━━ Extracted entries ━━

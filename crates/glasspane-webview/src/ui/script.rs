use glasspane_common::{BridgeCommand, BridgeNotification, ResizeDirection};
use glasspane_config::schema::AnimationConfig;

use super::machine::{AnimationMachine, UiEffect, UiEvent};
use super::phase::AnimationPhase;

const UI_SCRIPT_TEMPLATE: &str = r#"
(function() {
    var PHASES = [@PHASES@];
    var TRANSIENT = [@TRANSIENT@];
    var bridge = window.glasspane;
    var sent = {};

    function app() {
        return document.getElementById('app');
    }

    function applyPhase(phase) {
        var el = app();
        if (!el) {
            return;
        }
        PHASES.forEach(function(c) { el.classList.remove(c); });
        if (phase) {
            el.classList.add(phase);
        }
    }

    function clearTransient() {
        var el = app();
        if (!el) {
            return;
        }
        TRANSIENT.forEach(function(c) { el.classList.remove(c); });
    }

    function once(kind, send) {
        if (sent[kind]) {
            return;
        }
        sent[kind] = true;
        send();
    }

    var on = {
@HANDLERS@
    };

    function onClick(id, handler) {
        var el = document.getElementById(id);
        if (el) {
            el.addEventListener('click', handler);
        }
    }

    document.addEventListener('DOMContentLoaded', function() {
        onClick('minimize', on.minimize);
        onClick('maximize', on.maximize);
        onClick('close', on.close);

        document.querySelectorAll('.resize-handle').forEach(function(handle) {
            handle.addEventListener('mousedown', function(e) {
                e.preventDefault();
                var dir = handle.dataset.dir;
                if (dir) {
                    on.resizePressed(dir);
                }
            });
        });
    });

    window.addEventListener('mouseup', on.mouseUp);
    window.addEventListener('load', on.load);

    bridge.onRestore(on.restored);
    bridge.onMaximize(on.maximized);
    bridge.onUnmaximize(on.unmaximized);
})();
"#;

/// Page handlers and the machine event each one renders.
///
/// The resize direction is only a stand-in; the handler passes on the
/// direction of the handle that was pressed.
const HANDLERS: [(&str, UiEvent); 9] = [
    ("minimize", UiEvent::MinimizeClicked),
    ("maximize", UiEvent::MaximizeClicked),
    ("close", UiEvent::CloseClicked),
    ("load", UiEvent::Loaded),
    ("restored", UiEvent::Notified(BridgeNotification::Restored)),
    ("maximized", UiEvent::Notified(BridgeNotification::Maximized)),
    ("unmaximized", UiEvent::Notified(BridgeNotification::Unmaximized)),
    (
        "resizePressed",
        UiEvent::ResizeHandlePressed(ResizeDirection {
            north: false,
            south: true,
            east: true,
            west: false,
        }),
    ),
    ("mouseUp", UiEvent::MouseReleased),
];

fn phase_literal(phase: AnimationPhase) -> String {
    match phase.css_class() {
        Some(class) => format!("'{class}'"),
        None => "null".to_string(),
    }
}

fn phase_list(phases: impl IntoIterator<Item = AnimationPhase>) -> String {
    phases
        .into_iter()
        .map(phase_literal)
        .collect::<Vec<_>>()
        .join(", ")
}

fn bridge_call(command: BridgeCommand) -> &'static str {
    match command {
        BridgeCommand::Minimize => "bridge.minimize()",
        BridgeCommand::Maximize => "bridge.maximize()",
        BridgeCommand::Close => "bridge.close()",
        BridgeCommand::AppReady => "bridge.appReady()",
        BridgeCommand::StartResize(_) => "bridge.startResize(dir)",
        BridgeCommand::StopResize => "bridge.stopResize()",
    }
}

/// Render a list of effects as JavaScript statements on one line.
fn render_effects(machine: &AnimationMachine, effects: &[UiEffect]) -> String {
    effects
        .iter()
        .map(|effect| render_effect(machine, *effect))
        .collect::<Vec<_>>()
        .join(" ")
}

fn render_effect(machine: &AnimationMachine, effect: UiEffect) -> String {
    match effect {
        UiEffect::ApplyPhase(phase) => format!("applyPhase({});", phase_literal(phase)),
        UiEffect::ClearTransient => "clearTransient();".to_string(),
        UiEffect::OnNextFrame(phase) => format!(
            "requestAnimationFrame(function() {{ applyPhase({}); }});",
            phase_literal(phase)
        ),
        UiEffect::Schedule { delay, then } => format!(
            "setTimeout(function() {{ {} }}, {});",
            render_effects(machine, &machine.effects(UiEvent::TimerFired(then))),
            delay.as_millis()
        ),
        UiEffect::Send(command) => format!("{};", bridge_call(command)),
        UiEffect::SendOnce(command) => format!(
            "once('{}', function() {{ {}; }});",
            command.kind(),
            bridge_call(command)
        ),
    }
}

fn render_handler(machine: &AnimationMachine, name: &str, event: UiEvent) -> String {
    let param = match event {
        UiEvent::ResizeHandlePressed(_) => "dir",
        _ => "",
    };
    format!(
        "{name}: function({param}) {{ {} }}",
        render_effects(machine, &machine.effects(event))
    )
}

/// Render the page-side chrome controller for the main window from the
/// [`AnimationMachine`] transition table.
///
/// Requires the bridge script to have run first.
pub fn generate_ui_script(config: &AnimationConfig) -> String {
    let machine = AnimationMachine::new(config);
    let phases = phase_list(AnimationPhase::WITH_CLASS);
    let transient = phase_list(
        AnimationPhase::WITH_CLASS
            .into_iter()
            .filter(AnimationPhase::is_transient),
    );
    let handlers = HANDLERS
        .iter()
        .map(|(name, event)| format!("        {},", render_handler(&machine, name, *event)))
        .collect::<Vec<_>>()
        .join("\n");

    UI_SCRIPT_TEMPLATE
        .replace("@PHASES@", &phases)
        .replace("@TRANSIENT@", &transient)
        .replace("@HANDLERS@", &handlers)
}

#[cfg(test)]
mod tests {
    use super::*;

    fn script() -> String {
        generate_ui_script(&AnimationConfig::default())
    }

    #[test]
    fn all_placeholders_are_filled() {
        let js = script();
        assert!(!js.contains('@'), "unfilled placeholder in:\n{js}");
    }

    #[test]
    fn phase_lists_come_from_phases() {
        let js = script();
        assert!(js.contains("var PHASES = ['visible', 'fading-out', 'maximizing'];"));
        assert!(js.contains("var TRANSIENT = ['fading-out', 'maximizing'];"));
    }

    #[test]
    fn close_fades_out_then_sends() {
        assert!(script().contains(
            "close: function() { applyPhase('fading-out'); \
             setTimeout(function() { bridge.close(); }, 200); },"
        ));
    }

    #[test]
    fn maximize_dips_then_sends() {
        assert!(script().contains(
            "maximize: function() { applyPhase('maximizing'); \
             setTimeout(function() { bridge.maximize(); }, 200); },"
        ));
    }

    #[test]
    fn load_reveals_and_signals_ready_once() {
        let js = script();
        assert!(js.contains(
            "load: function() { requestAnimationFrame(function() { applyPhase('visible'); }); \
             once('app-ready', function() { bridge.appReady(); }); },"
        ));
        assert_eq!(js.matches("bridge.appReady()").count(), 1);
    }

    #[test]
    fn notifications_settle_then_reveal() {
        let js = script();
        for name in ["restored", "maximized", "unmaximized"] {
            let expected = format!(
                "{name}: function() {{ setTimeout(function() {{ clearTransient(); \
                 requestAnimationFrame(function() {{ applyPhase('visible'); }}); }}, 100); }},"
            );
            assert!(js.contains(&expected), "missing {expected}");
        }
    }

    #[test]
    fn resize_handlers_forward_direction() {
        let js = script();
        assert!(js.contains("resizePressed: function(dir) { bridge.startResize(dir); },"));
        assert!(js.contains("mouseUp: function() { bridge.stopResize(); },"));
    }

    #[test]
    fn every_handler_matches_the_machine() {
        let config = AnimationConfig {
            exit_delay_ms: 210,
            maximize_delay_ms: 190,
            settle_delay_ms: 120,
        };
        let js = generate_ui_script(&config);
        let machine = AnimationMachine::new(&config);
        for (name, event) in HANDLERS {
            let rendered = render_handler(&machine, name, event);
            assert!(js.contains(&rendered), "missing {rendered}");
        }
        assert!(js.contains("}, 210);"));
        assert!(js.contains("}, 190);"));
        assert!(js.contains("}, 120);"));
    }

    #[test]
    fn every_handler_is_wired() {
        let js = script();
        for (name, _) in HANDLERS {
            assert!(js.contains(&format!("on.{name}")), "on.{name} never registered");
        }
    }

    #[test]
    fn only_calls_bridge_functions() {
        let js = script();
        assert!(!js.contains("window.ipc"));
        assert_eq!(js.matches("bridge.").count() - js.matches("bridge.on").count(), 6);
    }
}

━━━

_Problem statement_
Tell me how many lines in the entries contain the string "classList", and give nothing besides that number.

_Exercise response_
3